We won’t exclude anyone for being just a short story writer. We value the short story. We love it. We see the short story as literature’s future. Its way to break out of its snobby neighborhood. Its exclusive ghetto.

It’d be like excluding rock n’ roll singers with strings of hit singles but no important album from the Rock-and-Roll Hall of Fame. It’d be an outrage. (See Chubby Checker and Tommy James.)

Neither should poets be excluded for being just poets. Or playwrights excluded for being merely playwrights.

Novelists are valued by critics highest of all writers of the past 150 years– but the novel is overrated. Few novels can truly be said to be gems of art. Truly accomplished works of art. Most are time fillers.
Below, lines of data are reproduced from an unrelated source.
//! Core data types for the matching engine.
//!
//! All numeric values use fixed-point representation (scaled by 10^8),
//! and the value types implement SSZ serialization for deterministic
//! encoding.
//!
//! ## Types
//!
//! - [`Order`]: A limit order, resting or incoming
//! - [`Side`]: Ask or Bid
//! - [`Trade`]: A fill between a maker and a taker order
//! - [`BookError`]: Error values surfaced at the API boundary

mod error;
mod order;
mod trade;
pub mod price;

// Re-export all types at module level
pub use error::BookError;
pub use order::{Order, Side};
pub use trade::Trade;
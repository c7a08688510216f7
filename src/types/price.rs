//! Fixed-point price and quantity utilities.
//!
//! ## Overview
//!
//! All prices and quantities in the book are u64 values scaled by 10^8.
//! The price map and the priority heap both key on the raw u64, so the
//! same value always hashes and orders identically - the reason a scaled
//! integer is used instead of the floating-point representation some
//! feeds deliver.
//!
//! ## Scale Factor
//!
//! 10^8 (100,000,000) gives 8 decimal places, enough for equity ticks
//! and most crypto pairs.
//!
//! ## Examples
//!
//! ```
//! use lobcore::types::price::{to_fixed, from_fixed};
//!
//! let price = to_fixed("50000.12345678").unwrap();
//! assert_eq!(price, 5_000_012_345_678);
//! assert_eq!(from_fixed(price), "50000.12345678");
//! ```

use rust_decimal::prelude::*;
use rust_decimal::Decimal;

/// Scaling factor for fixed-point arithmetic: 10^8
pub const SCALE: u64 = 100_000_000;

/// Maximum value that can be safely represented
///
/// u64::MAX / SCALE ≈ 184,467,440,737 (184 billion)
pub const MAX_VALUE: u64 = u64::MAX / SCALE;

// ============================================================================
// Conversion Functions
// ============================================================================

/// Convert a decimal string to fixed-point u64
///
/// # Returns
///
/// * `Some(u64)` - The fixed-point representation
/// * `None` - If parsing fails, or the value is negative or out of range
///
/// # Example
///
/// ```
/// use lobcore::types::price::to_fixed;
///
/// assert_eq!(to_fixed("1.0"), Some(100_000_000));
/// assert_eq!(to_fixed("120.999"), Some(12_099_900_000));
/// assert_eq!(to_fixed("0.00000001"), Some(1));
/// ```
pub fn to_fixed(s: &str) -> Option<u64> {
    let decimal = Decimal::from_str(s).ok()?;
    decimal_to_fixed(decimal)
}

/// Convert a Decimal to fixed-point u64
///
/// Returns None if the value is negative or out of range.
pub fn decimal_to_fixed(d: Decimal) -> Option<u64> {
    if d.is_sign_negative() {
        return None;
    }

    let scaled = d.checked_mul(Decimal::from(SCALE))?;
    let rounded = scaled.round_dp(0);
    rounded.to_u64()
}

/// Convert fixed-point u64 to a Decimal
pub fn fixed_to_decimal(value: u64) -> Decimal {
    Decimal::from(value) / Decimal::from(SCALE)
}

/// Convert fixed-point u64 to a string with 8 decimal places
///
/// # Example
///
/// ```
/// use lobcore::types::price::from_fixed;
///
/// assert_eq!(from_fixed(100_000_000), "1.00000000");
/// assert_eq!(from_fixed(5_000_012_345_678), "50000.12345678");
/// ```
pub fn from_fixed(value: u64) -> String {
    let decimal = fixed_to_decimal(value);
    format!("{:.8}", decimal)
}

/// Convert fixed-point u64 to a human-readable string (trimmed trailing zeros)
///
/// # Example
///
/// ```
/// use lobcore::types::price::from_fixed_trimmed;
///
/// assert_eq!(from_fixed_trimmed(100_000_000), "1");
/// assert_eq!(from_fixed_trimmed(150_000_000), "1.5");
/// ```
pub fn from_fixed_trimmed(value: u64) -> String {
    let decimal = fixed_to_decimal(value);
    format!("{}", decimal.normalize())
}

// ============================================================================
// Unit Tests
// ============================================================================
//! Trade type representing an executed match between two orders.

use ssz_rs::prelude::*;

/// A trade is a single fill between a maker and a taker order.
///
/// ## Terminology
///
/// - **Maker**: The resting order that was already in the book
/// - **Taker**: The incoming order that triggered the match
///
/// ## Price Discovery
///
/// The trade always executes at the maker's resting price, so any price
/// improvement goes to the taker. This is standard price-time priority
/// behavior.
///
/// Trades are produced by matching and returned to the caller; the book
/// never stores them.
#[derive(Debug, Clone, PartialEq, Eq, Default, SimpleSerialize)]
pub struct Trade {
    /// Execution price in fixed-point (scaled by 10^8)
    /// Always the maker's resting price
    pub price: u64,

    /// Executed quantity in fixed-point (scaled by 10^8)
    pub volume: u64,

    /// Taker order ID (the incoming order)
    pub taker_order_id: u64,

    /// Maker order ID (the resting order)
    pub maker_order_id: u64,
}

impl Trade {
    /// Create a new trade
    ///
    /// # Arguments
    ///
    /// * `price` - Execution price (fixed-point, the maker's price)
    /// * `volume` - Executed quantity (fixed-point)
    /// * `taker_order_id` - ID of the incoming (taker) order
    /// * `maker_order_id` - ID of the resting (maker) order
    pub fn new(price: u64, volume: u64, taker_order_id: u64, maker_order_id: u64) -> Self {
        Self {
            price,
            volume,
            taker_order_id,
            maker_order_id,
        }
    }

    /// Calculate the notional value of this trade (price * volume)
    ///
    /// The result is scaled by 10^16 (10^8 * 10^8); divide by SCALE to
    /// recover a fixed-point value.
    pub fn notional_raw(&self) -> u128 {
        (self.price as u128) * (self.volume as u128)
    }
}

// ============================================================================
// Unit Tests
// ============================================================================
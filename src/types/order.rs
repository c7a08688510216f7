//! Order and side types for the matching core.
//!
//! ## Fixed-Point Representation
//!
//! Prices and quantities are stored as u64 scaled by 10^8 (see
//! [`crate::types::price`]). A scaled integer keeps the price map's
//! hash equality and the priority heap's ordering in exact agreement,
//! which floating-point keys cannot guarantee.
//!
//! ## SSZ Serialization
//!
//! [`Order`] derives `SimpleSerialize` from ssz_rs for deterministic
//! encoding. The side is stored as a raw u8 (`side_raw`) because SSZ
//! containers carry basic types only; use [`Order::side`] to read it.

use ssz_rs::prelude::*;

// ============================================================================
// Side enum
// ============================================================================

/// Order side: Ask (sell) or Bid (buy).
///
/// Represented as u8 for SSZ compatibility:
/// - Ask = 0
/// - Bid = 1
#[derive(Debug, Clone, Copy, PartialEq, Eq, Hash, Default)]
pub enum Side {
    /// Ask (sell) side - rests above the spread
    #[default]
    Ask,
    /// Bid (buy) side - rests below the spread
    Bid,
}

impl Side {
    /// Convert to u8 for serialization
    pub fn to_u8(self) -> u8 {
        match self {
            Side::Ask => 0,
            Side::Bid => 1,
        }
    }

    /// Convert from u8 for deserialization
    pub fn from_u8(value: u8) -> Option<Self> {
        match value {
            0 => Some(Side::Ask),
            1 => Some(Side::Bid),
            _ => None,
        }
    }

    /// Returns the opposite side
    pub fn opposite(self) -> Self {
        match self {
            Side::Ask => Side::Bid,
            Side::Bid => Side::Ask,
        }
    }

    /// Whether an incoming order on this side at `taker_limit` crosses a
    /// resting order at `maker_price`.
    ///
    /// An incoming ask crosses any bid at or above its limit; an incoming
    /// bid crosses any ask at or below its limit.
    #[inline]
    pub fn crosses(self, taker_limit: u64, maker_price: u64) -> bool {
        match self {
            Side::Ask => taker_limit <= maker_price,
            Side::Bid => taker_limit >= maker_price,
        }
    }
}

// ============================================================================
// Order struct
// ============================================================================

/// A resting or incoming limit order.
///
/// `quantity` is the *remaining* volume: it is decremented as the order
/// fills, and an order whose quantity reaches zero is removed from the
/// book. Price and quantity use fixed-point representation (scaled by
/// 10^8).
///
/// ## Example
///
/// ```
/// use lobcore::types::{Order, Side};
///
/// // Bid for 1.0 unit at 50000.0
/// let order = Order::new(1, Side::Bid, 5_000_000_000_000, 100_000_000);
/// assert_eq!(order.side(), Side::Bid);
/// assert!(!order.is_filled());
/// ```
#[derive(Debug, Clone, PartialEq, Eq, Default, SimpleSerialize)]
pub struct Order {
    /// Unique order identifier, assigned by the caller
    pub id: u64,

    /// Order side as u8 (0=Ask, 1=Bid)
    /// Stored as u8 for SSZ compatibility
    pub side_raw: u8,

    /// Limit price in fixed-point (scaled by 10^8)
    pub price: u64,

    /// Remaining quantity in fixed-point (scaled by 10^8)
    /// Decremented as the order is matched
    pub quantity: u64,
}

impl Order {
    /// Create a new limit order
    ///
    /// # Arguments
    ///
    /// * `id` - Unique order identifier
    /// * `side` - Ask or Bid
    /// * `price` - Limit price in fixed-point (scaled by 10^8)
    /// * `quantity` - Volume in fixed-point (scaled by 10^8)
    pub fn new(id: u64, side: Side, price: u64, quantity: u64) -> Self {
        Self {
            id,
            side_raw: side.to_u8(),
            price,
            quantity,
        }
    }

    /// Get the order side
    pub fn side(&self) -> Side {
        Side::from_u8(self.side_raw).unwrap_or(Side::Ask)
    }

    /// Set the order side
    pub fn set_side(&mut self, side: Side) {
        self.side_raw = side.to_u8();
    }

    /// Check if the order is fully filled
    pub fn is_filled(&self) -> bool {
        self.quantity == 0
    }

    /// Fill a portion of this order
    ///
    /// # Arguments
    ///
    /// * `want` - Quantity to fill (in fixed-point)
    ///
    /// # Returns
    ///
    /// The actual quantity filled, clamped to the remaining volume.
    pub fn fill(&mut self, want: u64) -> u64 {
        let actual = want.min(self.quantity);
        self.quantity -= actual;
        actual
    }
}

// ============================================================================
// Unit Tests
// ============================================================================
(The Great Gatsby is a gem of a novel, but it’s not the greatest American novel.)

Some few novels are time-filling compelling reads– but more.

katherineanneporter

Katherine Anne Porter was a talented short story writer who wrote a novel because she felt she had to.

The novel, Ship of Fools, isn’t a bad novel. Neither is it enough of an achievement to place her into the Tournament. If Katherine Anne Porter makes the Tournament it will be because of her short stories. And her novellas.

Raymond Carver never wrote a novel, but this isn’t enough of a factor to keep him out of the Tournament.

Other factors will likely keep him out of the Tournament.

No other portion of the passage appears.